Owunna came up with the series to counteract and contrast the pervasive negative images of Black people in the media. In his work, Black bodies are no longer depicted as sites of death and suffering. Rather, they become effervescent sites of magic, wonder, beauty and immortality. His images are evocative of the cosmos, the stars and the universe.
Owunna first starts out creating each image by hand-painting detailed patterns on the models’ bodies with fluorescent paints. Then, he gets out his camera.
Using his engineering expertise, he created a camera flash that only transmits ultraviolet light — a light that is not visible to the human eye.
“Then, in total darkness, I click on the shutter,” he said. “And for a fraction of a second, the model’s bodies are illuminated by these cosmic patterns, back to the origins of the universe itself.”
In his 2020 TED Talk, “Transcending the Body,” Owunna said that through the visible spectrum, humans have established systems of oppression — racism, anti-Blackness and homophobia. But, he said if we find a way to transcend what is only visible to the human eye, we can see the beauty that inhabits Black and queer bodies, and all other marginalized bodies.
Growing up as a queer Nigerian-American immigrant in Pittsburgh in the early 2000s, Owunna internalized the prevailing narrative in contemporary African culture that it is “un-African” to be queer.

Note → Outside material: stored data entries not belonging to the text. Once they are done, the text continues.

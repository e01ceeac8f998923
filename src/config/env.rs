use crate::domain::model::{BotCredentials, Credentials};
use crate::utils::error::{MoittError, Result};

const DEFAULT_QE1_PASSWORD: &str = "qe1pw";

/// Values read from the process environment.
#[derive(Debug, Clone, Default)]
pub struct EnvConfig {
    pub aws_profile: Option<String>,
    pub pull_secret: Option<String>,
    pub cr_file: Option<String>,
    pub qe1_password: Option<String>,
    pub home: Option<String>,
    pub quay_user: Option<String>,
    pub quay_password: Option<String>,
    pub cluster_admin: Option<String>,
    pub admin_password: Option<String>,
    pub cluster_server: Option<String>,
}

impl EnvConfig {
    pub fn from_env() -> Self {
        Self::from_lookup(|name| std::env::var(name).ok())
    }

    /// 以自訂查詢函式建立，測試時不必修改行程環境
    pub fn from_lookup<F>(lookup: F) -> Self
    where
        F: Fn(&str) -> Option<String>,
    {
        let get = |name: &str| lookup(name).filter(|value| !value.is_empty());

        Self {
            aws_profile: get("AWS_PROFILE"),
            pull_secret: get("PULL_SEC"),
            cr_file: get("CR_FILE"),
            qe1_password: get("QE1_PWD"),
            home: get("HOME"),
            quay_user: get("QUAY_USER"),
            quay_password: get("QUAY_PWD"),
            cluster_admin: get("CLUSTER_ADMIN"),
            admin_password: get("ADMIN_PASS"),
            cluster_server: get("CLUSTER_SERVER"),
        }
    }

    pub fn require_profile(&self) -> Result<&str> {
        self.aws_profile
            .as_deref()
            .ok_or_else(|| MoittError::missing_env("AWS_PROFILE"))
    }

    pub fn require_pull_secret(&self) -> Result<&str> {
        self.pull_secret
            .as_deref()
            .ok_or_else(|| MoittError::missing_env("PULL_SEC"))
    }

    pub fn qe1_credentials(&self) -> Credentials {
        Credentials::new(
            "qe1",
            self.qe1_password
                .clone()
                .unwrap_or_else(|| DEFAULT_QE1_PASSWORD.to_string()),
        )
    }

    pub fn quay_credentials(&self) -> Result<Credentials> {
        let user = self
            .quay_user
            .clone()
            .ok_or_else(|| MoittError::missing_env("QUAY_USER"))?;
        let password = self
            .quay_password
            .clone()
            .ok_or_else(|| MoittError::missing_env("QUAY_PWD"))?;
        Ok(Credentials::new(user, password))
    }

    /// Only complete when all three of CLUSTER_ADMIN, ADMIN_PASS and CLUSTER_SERVER are set.
    pub fn bot_credentials(&self) -> Option<BotCredentials> {
        match (&self.cluster_admin, &self.admin_password, &self.cluster_server) {
            (Some(user), Some(password), Some(server)) => Some(BotCredentials {
                credentials: Credentials::new(user.clone(), password.clone()),
                server: server.clone(),
            }),
            _ => None,
        }
    }
}
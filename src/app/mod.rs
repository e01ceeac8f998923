pub mod orchestrator;
pub mod workflows;

pub use orchestrator::{Orchestrator, RunOptions};
use clap::Parser;
use moitt::utils::{logger, validation::Validate};
use moitt::{CliConfig, EnvConfig, MoittError, Orchestrator, ProcessRunner, RunOptions, Settings};
use std::sync::Arc;

fn fail(stage: &str, e: &MoittError) -> ! {
    tracing::error!(
        "❌ {} failed: {} (Category: {:?}, Severity: {:?})",
        stage,
        e,
        e.category(),
        e.severity()
    );
    tracing::error!("💡 Recovery suggestion: {}", e.recovery_suggestion());

    eprintln!("❌ {}", e.user_friendly_message());
    eprintln!("💡 {}", e.recovery_suggestion());
    std::process::exit(e.exit_code());
}

#[tokio::main]
async fn main() -> anyhow::Result<()> {
    let config = CliConfig::parse();

    if config.json_logs {
        logger::init_json_logger();
    } else {
        logger::init_cli_logger(config.verbose);
    }

    tracing::info!("Starting moitt");
    if config.verbose {
        tracing::debug!("CLI config: {:?}", config);
    }

    if let Err(e) = config.validate() {
        fail("Configuration validation", &e);
    }

    let settings = match Settings::load(&config.config).and_then(|s| s.validate().map(|_| s)) {
        Ok(settings) => settings,
        Err(e) => fail("Loading settings", &e),
    };

    let orchestrator = match Orchestrator::new(
        Arc::new(ProcessRunner::new()),
        settings,
        EnvConfig::from_env(),
        RunOptions::from(&config),
    ) {
        Ok(orchestrator) => orchestrator,
        Err(e) => fail("Setup", &e),
    };

    match orchestrator.run().await {
        Ok(report) if report.performed => {
            println!(
                "✅ {} {} completed in {}s",
                report.operation,
                report
                    .component
                    .map(|c| c.to_string())
                    .unwrap_or_default(),
                report.elapsed_seconds()
            );
        }
        Ok(_) => {}
        Err(e) => fail(&config.operation().to_string(), &e),
    }

    Ok(())
}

“I grew up feeling a lot of tension between my sexuality and my African identity,” he said.
After being outed during high school, the news quickly traveled back to his family in Nigeria.

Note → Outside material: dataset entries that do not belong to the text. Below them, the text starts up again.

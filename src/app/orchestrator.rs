use crate::adapters::download::Downloader;
use crate::app::workflows::{IstioWorkflow, OcpWorkflow, PullerWorkflow};
use crate::config::env::EnvConfig;
use crate::config::settings::Settings;
use crate::core::engine::{Engine, RunReport};
use crate::core::istio::{ControlPlane, ControlPlaneFiles, Operator};
use crate::core::ocp::{OcpCluster, OcpOptions};
use crate::core::puller::RegistryPuller;
use crate::core::shell::Shell;
use crate::core::{CommandRunner, Component, Operation, Workflow};
use crate::utils::error::Result;
use std::path::PathBuf;
use std::sync::Arc;

/// What to run, as selected on the command line.
#[derive(Debug, Clone)]
pub struct RunOptions {
    pub component: Option<Component>,
    pub operation: Operation,
    pub assets: PathBuf,
    pub version: String,
    pub quay: bool,
    pub release: String,
}

#[cfg(feature = "cli")]
impl From<&crate::config::CliConfig> for RunOptions {
    fn from(config: &crate::config::CliConfig) -> Self {
        Self {
            component: config.component,
            operation: config.operation(),
            assets: PathBuf::from(&config.directory),
            version: config.version.clone(),
            quay: config.quay,
            release: config.release.clone(),
        }
    }
}

/// Wires the cluster, the components and the selected workflow together.
pub struct Orchestrator {
    shell: Arc<Shell>,
    engine: Engine,
}

impl Orchestrator {
    /// Fails on a missing `AWS_PROFILE` or `PULL_SEC` before any command runs.
    pub fn new(
        runner: Arc<dyn CommandRunner>,
        settings: Settings,
        env: EnvConfig,
        options: RunOptions,
    ) -> Result<Self> {
        let profile = env.require_profile()?.to_string();
        let pull_secret = env.require_pull_secret()?.to_string();

        let shell = Arc::new(Shell::new(runner));
        let downloader = Downloader::new(&settings.download)?;
        let http = downloader.client().clone();

        let bin_dir = match settings.paths.bin_dir(env.home.as_deref()) {
            Ok(dir) => Some(dir),
            Err(e) => {
                tracing::debug!("{}", e);
                None
            }
        };
        let cluster = Arc::new(OcpCluster::new(
            shell.clone(),
            downloader,
            OcpOptions {
                profile,
                assets: options.assets.clone(),
                version: options.version.clone(),
                mirror_url: settings.mirror.base_url.clone(),
                work_dir: settings.paths.work_dir.clone(),
                install_config: settings.paths.install_config.clone(),
                bin_dir,
                user_script: settings.paths.user_script.clone(),
            },
        ));
        cluster.export_kubeconfig();

        let bot = env.bot_credentials();
        let workflow: Option<Box<dyn Workflow>> = match options.component {
            None => None,
            Some(Component::Ocp) => Some(Box::new(OcpWorkflow::new(cluster, bot))),
            Some(Component::RegistryPuller) => {
                let puller = RegistryPuller::new(
                    shell.clone(),
                    pull_secret,
                    settings.paths.testdata("registry-puller.yaml"),
                    settings.istio.check_timeout(),
                );
                Some(Box::new(PullerWorkflow::new(cluster, bot, puller)))
            }
            Some(Component::Istio) => {
                let quay_credentials = if options.quay && options.operation == Operation::Install {
                    Some(env.quay_credentials()?)
                } else {
                    None
                };
                let operator = Operator::new(
                    shell.clone(),
                    http.clone(),
                    &options.release,
                    options.quay,
                    settings.istio.clone(),
                    settings.quay.clone(),
                );
                let control_plane = ControlPlane::new(
                    shell.clone(),
                    http,
                    settings.istio.clone(),
                    ControlPlaneFiles::in_dir(&settings.paths.testdata_dir),
                );
                Some(Box::new(IstioWorkflow::new(
                    cluster,
                    bot,
                    operator,
                    control_plane,
                    env.qe1_credentials(),
                    options.quay,
                    quay_credentials,
                    env.cr_file.clone(),
                    settings.istio.member_namespaces.clone(),
                )))
            }
        };

        Ok(Self {
            shell,
            engine: Engine::new(workflow, options.operation),
        })
    }

    pub fn shell(&self) -> &Arc<Shell> {
        &self.shell
    }

    pub async fn run(&self) -> Result<RunReport> {
        self.engine.run().await
    }
}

“When I was outed, members of my family in Nigeria told me that (being queer) is not of our culture, and that I had been corrupted by living in the West,” he said.
As a result of growing up in the United States, away from his heritage, Owunna experienced heightened feelings of uncertainty, leading him to question his position in African culture. From negative reactions to outright exorcisms, a clear message was being sent his way.
The message: One single body can’t be both queer and African.
“It put me into a spiral of anxiety and depression,” he said. “I felt like I didn’t really have the right to exist.”
However, Owunna found his voice: a camera. Photography and fantasy worlds provided him with a sense of escape and relief from his reality.
“The camera became a voice for me at a time when I felt voiceless,” he said.
After conducting his own research, Owunna came upon a transformative revelation — that queerness hasn’t always been socially stigimitized in African society. Prior to colonization, queer people once held some of the most coveted positions in African culture.
Through researching pre-colonial African understandings about sexuality and gender, he found that in traditional African societies, there was a concept of queer people as the “gatekeepers.”
“Because the creator was primordial, adrogonoyus Blackness, and queer people were seen as being able to vibrate both feminine and masculine energies, we preserved a special connection to the creator,” he said. “We were the diviners, the healers, the priest and priestess — the ones who stood at the gateway between the physical and spiritual worlds.”
This traditional understanding has been forgotten in many contemporary African societies.
“I had to do years of research to understand the foundations of the culture in ways that people living there don’t know about today, even my own family members who grew up in Nigeria,” he said. “It really shows how colonization can transform cultural memories completely.”
After attending college, Owunna spent six years documenting the experiences of about 50 LGBTQ+ African immigrants and diaspora across North America, Europe and the Caribbean for his series “Limitless Africans,” showing that the two identities don’t have to cancel each other out.
In addition to being an artist, Owunna views himself primarily as one of those gatekeepers, a preserver of traditional African cosmology and culture.
“A lot of my work touches on the way in which in traditional African societies, we have a spiritual mission and calling to be gatekeepers,” he said.
Owunna said that if he could tell his younger self one thing, it would be to remember that there is a spiritual purpose for him on the planet and that “your identity is a part of your spiritual mission.”
Through his work and accomplishments, Owunna is showing others that the gravities of life can eventually lead to limitless and infinite possibilities.
“The universe is infinite. And just as the universe is infinite, you are infinite and can embody the totality of the universe,” he said. “You are as independent as the universe.”